Dalhousie Law Journal


carbon pricing, policy, British Columbia, Australia, comparative law, carbon taxes, emissions trading schemes, indigenous, climate change


This paper compares carbon pricing policies in British Columbia and Australia in order to identify differences between carbon taxes and emissions trading schemes (ETS) from a fairness perspective. We examine how taxes and trading systems impact indigenous communities in both jurisdictions. While the regressivity of carbon pricing is a critical part of any fairness assessment, we argue that socioeconomic and cultural factors must also be taken into consideration. We discuss the importance of accompanying carbon pricing with policies that mitigate not only distributional impacts, but also additional impacts.
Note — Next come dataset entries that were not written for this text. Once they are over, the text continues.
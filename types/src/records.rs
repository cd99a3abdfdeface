//! Snapshots of persisted rows, as returned to callers.

use chrono::{DateTime, Utc};
use serde::{Deserialize, Serialize};

use crate::{
    AdminId, AnswerValue, DocumentId, FieldKey, FilingId, FormId, FormStatus, SectionId, StepId,
    UserId,
};

/// A structured tax form and its lifecycle metadata.
#[derive(Debug, Clone, PartialEq, Eq, Serialize, Deserialize)]
pub struct Form {
    pub id: FormId,
    pub filing_id: FilingId,
    pub user_id: UserId,
    pub status: FormStatus,
    /// Stored alongside `status` for cheap guard checks; always equals
    /// `status.is_locked()`.
    pub is_locked: bool,
    /// Maintained by the caller; the engine never recomputes it.
    pub completion_percentage: u8,
    pub last_saved_step_id: Option<StepId>,
    pub submitted_at: Option<DateTime<Utc>>,
    pub reviewed_by: Option<AdminId>,
    pub reviewed_at: Option<DateTime<Utc>>,
    pub review_notes: Option<String>,
    pub created_at: DateTime<Utc>,
    pub updated_at: DateTime<Utc>,
}

impl Form {
    /// Whether the persisted lock flag agrees with the status.
    #[must_use]
    pub fn lock_consistent(&self) -> bool {
        self.is_locked == self.status.is_locked()
    }
}

#[derive(Debug, Clone, PartialEq, Eq, Serialize, Deserialize)]
pub struct Answer {
    pub form_id: FormId,
    pub field_key: FieldKey,
    pub value: AnswerValue,
    pub created_at: DateTime<Utc>,
    pub updated_at: DateTime<Utc>,
}

#[derive(Debug, Clone, PartialEq, Eq, Serialize, Deserialize)]
pub struct SectionProgress {
    pub form_id: FormId,
    pub step_id: StepId,
    pub section_id: SectionId,
    pub is_reviewed: bool,
    /// Last admin to change the review flag, kept when a section is un-reviewed.
    pub reviewed_by: Option<AdminId>,
    pub reviewed_at: Option<DateTime<Utc>>,
    pub review_notes: Option<String>,
    pub created_at: DateTime<Utc>,
    pub updated_at: DateTime<Utc>,
}

/// Metadata for an uploaded document. The bytes live in the blob store.
#[derive(Debug, Clone, PartialEq, Eq, Serialize, Deserialize)]
pub struct Document {
    pub id: DocumentId,
    pub user_id: UserId,
    pub file_name: String,
    pub form_id: Option<FormId>,
    pub question_key: Option<FieldKey>,
    pub is_approved: bool,
    pub approved_by: Option<AdminId>,
    pub approved_at: Option<DateTime<Utc>>,
    pub rejection_reason: Option<String>,
    pub created_at: DateTime<Utc>,
    pub updated_at: DateTime<Utc>,
}

#[derive(Debug, Clone, PartialEq, Eq, Serialize, Deserialize)]
pub struct NewDocument {
    pub user_id: UserId,
    pub file_name: String,
    pub form_id: Option<FormId>,
    pub question_key: Option<FieldKey>,
}

impl NewDocument {
    pub fn new(user_id: UserId, file_name: impl Into<String>) -> Self {
        Self {
            user_id,
            file_name: file_name.into(),
            form_id: None,
            question_key: None,
        }
    }

    pub fn for_question(mut self, form_id: FormId, question_key: FieldKey) -> Self {
        self.form_id = Some(form_id);
        self.question_key = Some(question_key);
        self
    }
}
These may be funded by the revenue generated by the policy or byother sources of government revenue. We argue in favour of devoting at least some portion of revenues generated by the instruments to climate change mitigation, versus tax cuts, since vulnerable communities are often disproportionately impacted by climate change. We conclude that carbon pricing policies have the potential to be designed in a way that is fair to indigenous communities. The devil is in the details. Both ETS and carbon taxes have cost implications for disadvantaged groups such as indigenous peoples, but they can both be designed in a way that compensates fairly for these impacts. Ultimately, it is a political choice.